Transactions

8.1. Transactions#

Last Updated: December 4th, 2024

8.1.1. Transactions#

A transaction is a sequence of multiple actions to be executed as “a unit of work”. From SQL view, a transaction is in the form of:

Begin transaction
equence of SQL statements
End transaction

8.1.1.1. Classic Example: Bank Transfer#

Imagine moving $1,000 from one account (1111) to another (9999). This involves two updates:

Debit $1,000 from account 1111.
Credit $1,000 to account 9999.

The entire operation must either fully succeed or fully fail—you can’t debit without crediting or vice versa.

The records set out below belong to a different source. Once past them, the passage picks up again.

use axum::{http::StatusCode, response::IntoResponse};
use once_cell::sync::Lazy;
use prometheus::{opts, Encoder, HistogramVec, IntCounterVec, Registry, TextEncoder};

pub static REGISTRY: Lazy<Registry> = Lazy::new(Registry::new);

pub static HTTP_REQUESTS: Lazy<IntCounterVec> = Lazy::new(|| {
    let c = IntCounterVec::new(
        opts!("http_requests_total", "HTTP request count"),
        &["method", "path", "status"],
    )
    .unwrap();
    REGISTRY.register(Box::new(c.clone())).ok();
    c
});

pub static HTTP_REQUEST_DURATION: Lazy<HistogramVec> = Lazy::new(|| {
    let h = HistogramVec::new(
        prometheus::HistogramOpts::new("http_request_duration_seconds", "HTTP request latency"),
        &["method", "path"],
    )
    .unwrap();
    REGISTRY.register(Box::new(h.clone())).ok();
    h
});

/// Collapse id-like path segments so metric label cardinality stays bounded.
pub fn normalize_path(path: &str) -> String {
    let mut out = String::new();
    for segment in path.split('/') {
        if segment.is_empty() {
            continue;
        }
        out.push('/');
        let id_like = segment.parse::<uuid::Uuid>().is_ok()
            || (!segment.is_empty() && segment.chars().all(|c| c.is_ascii_digit()));
        if id_like {
            out.push_str(":id");
        } else {
            out.push_str(segment);
        }
    }
    if out.is_empty() {
        out.push('/');
    }
    out
}

pub async fn metrics_handler() -> impl IntoResponse {
    let encoder = TextEncoder::new();
    let metric_families = REGISTRY.gather();
    let mut buf = Vec::new();
    if encoder.encode(&metric_families, &mut buf).is_err() {
        return StatusCode::INTERNAL_SERVER_ERROR.into_response();
    }
    ([("Content-Type", "text/plain; version=0.0.4")], buf).into_response()
}
//! Bearer-token authentication middleware.
//!
//! Token verification is a collaborator concern; the workflow only needs a
//! trusted caller id for `created_by` / `uploaded_by`. Disabled unless
//! `DT_AUTH_ENABLED=1`, which is how tests and local development run.

use axum::{
    extract::{Request, State},
    http::{header, StatusCode},
    middleware::Next,
    response::{IntoResponse, Response},
};
use uuid::Uuid;

use crate::error::ApiError;
use crate::AppState;

#[derive(Clone, Debug)]
pub struct Identity {
    pub user_id: Uuid,
}

fn is_auth_enabled() -> bool {
    std::env::var("DT_AUTH_ENABLED").unwrap_or_default() == "1"
}

fn extract_bearer(req: &Request) -> Option<String> {
    let header = req.headers().get(header::AUTHORIZATION)?.to_str().ok()?;
    let parts: Vec<&str> = header.split_whitespace().collect();
    if parts.len() == 2 && parts[0].eq_ignore_ascii_case("Bearer") {
        Some(parts[1].trim().to_string())
    } else {
        None
    }
}

// Constant-time equality
fn ct_equal(a: &str, b: &str) -> bool {
    if a.len() != b.len() {
        return false;
    }
    let mut diff: u8 = 0;
    for (x, y) in a.as_bytes().iter().zip(b.as_bytes()) {
        diff |= x ^ y;
    }
    diff == 0
}

fn validate_env_token(token: &str) -> Option<Identity> {
    let expected = std::env::var("DT_API_TOKEN").ok()?;
    if expected.is_empty() || !ct_equal(&expected, token) {
        return None;
    }
    let user_id = std::env::var("DT_API_USER_ID")
        .ok()
        .and_then(|v| v.parse().ok())
        .unwrap_or_else(Uuid::nil);
    Some(Identity { user_id })
}

async fn validate_db_token(db: &sqlx::Pool<sqlx::Postgres>, token: &str) -> Option<Identity> {
    use sha2::{Digest, Sha256};
    let mut hasher = Sha256::new();
    hasher.update(token.as_bytes());
    let hex_hash = hex::encode(hasher.finalize());
    let row = sqlx::query_scalar::<_, Uuid>("SELECT id FROM users WHERE token_hash = $1")
        .bind(&hex_hash)
        .fetch_optional(db)
        .await
        .ok()?;
    row.map(|user_id| Identity { user_id })
}

pub async fn auth_layer(
    State(state): State<AppState>,
    mut req: Request,
    next: Next,
) -> Result<Response, Response> {
    if !is_auth_enabled() {
        return Ok(next.run(req).await);
    }
    let path = req.uri().path();
    if matches!(path, "/health" | "/readyz" | "/metrics" | "/openapi.json") {
        return Ok(next.run(req).await);
    }
    let Some(token) = extract_bearer(&req) else {
        tracing::debug!(%path, "auth missing bearer token");
        return Err(
            ApiError::new(StatusCode::UNAUTHORIZED, "unauthorized", "missing bearer token")
                .into_response(),
        );
    };
    let mode = std::env::var("DT_AUTH_MODE").unwrap_or_else(|_| "env".into());
    let identity = if mode == "db" {
        validate_db_token(&state.db, &token).await
    } else {
        validate_env_token(&token)
    };
    let Some(identity) = identity else {
        tracing::debug!(%path, "auth invalid token");
        return Err(
            ApiError::new(StatusCode::UNAUTHORIZED, "unauthorized", "invalid token")
                .into_response(),
        );
    };
    req.extensions_mut().insert(identity);
    Ok(next.run(req).await)
}
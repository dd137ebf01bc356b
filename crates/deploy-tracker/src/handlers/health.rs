use axum::Json;
use serde::Serialize;
use utoipa::ToSchema;

#[derive(Serialize, ToSchema)]
pub struct HealthResponse { pub status: &'static str }

/// Health check endpoint
#[utoipa::path(get, path = "/health", responses( (status = 200, body = HealthResponse) ))]
pub async fn health() -> Json<HealthResponse> { Json(HealthResponse { status: "ok" }) }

TCL (Transaction Control Language)

SQL provides commands to ensure that all operations within a transaction are treated as a single unit. These commands include:

BEGIN: Starts the transaction.
COMMIT: Saves the transaction permanently.
ROLLBACK: Cancels the transaction if something goes wrong.

Example Code

BEGIN
-- "Debit" one account
UPDATE checking
    SET amount = amount - 1000
    WHERE acctId = 1111;

-- "Credit" the other account
UPDATE savings
    SET amount = amount + 1000
    WHERE acctId = 9999;

COMMIT;

8.1.1.2. ACID#

Transactions guarantee the ACID properties to avoid the concurrency problems discussed above:

Atomicity: “All or nothing” nature of a transaction. Either all operations of a transaction are executed or none are.
Consistency: If COMMIT succeeds, all the database integrity checks hold true. (primary key/foreign keys, constraints, etc.)
Isolation: Concurrent transactions should externally appear to run sequentially, i.e., 2 concurrent transactions should not “see” each other’s intermediate results.
Durability: Ensures that once a transaction is committed, its effects are permanent in the database, even in the case of system failures.

8.1.2. Serialization#

8.1.2.1. Serial Schedules#

Transaction schedule: a sequence of reads and writes by named transactions on named objects.
Serial Schedules: transactions that run from start to commit without interleaved actions from any other.
Serializable Schedules: a schedule that has results equivalent to a serial schedule.

8.1.2.2. Conflict Dependency Graph#

We like serializable schedules because they follow isolation property of ACID. How do we know if a schedule is serializable? We define a notion of conflicting actions, and two actions conflict if:

They are from two different, concurrent transactions
They reference the same object
At least one is a Write

One way to check if a schedule is serializable is to build a conflict graph. Conflict graphs have the following structure:

One node per transaction
An edge exists from Tᵢ to Tⱼ if:
- An operation Oᵢ of Tᵢ conflicts with an operation Oⱼ of Tⱼ.
- Oᵢ appears earlier in the schedule than Oⱼ.

A cycle corresponds to a schedule that is not conflict serializable. A schedule is conflict serializable if and only if its dependency graph is acyclic. Every conflict serializable schedule is serializable. An example of a schedule that is not conflict serializable is shown below.

Conflict Graph

8.1.2.3. Snapshot Isolation#

Serializable transactions satisfy the isolation property in ACID. However, sometimes we want to trade correctness for performance: We can use weak isolation to allow a transaction to choose to be a “bit sloppy,” as long as it doesn’t mess up other transactions’ choices to do so.

The “best” version of this is called snapshot isolation:

In a snapshot isolated system, each transaction appears to operate on an independent, consistent snapshot of the database. At transaction start: Take a “snapshot” of the database, off which to do reads/writes.
All the reads of a transaction are from the same snapshot.
A transaction can commit if the values updated by this transaction have not been changed externally since the snapshot was taken.
If transaction T1 has modified an object x, and another transaction T2 committed a write to x after T1’s snapshot began, and before T1’s commit, then T1 must abort.

It’s a much weaker property of isolation than serialized transactions, but it’s good enough when we prefer more concurrency/higher performance. Isolation levels (both default and maximum) vary in support across different database engines. Because of this, data engineers need to look at different databases and then consider the tradeoff between correctness and performance when choosing the one that matches their application.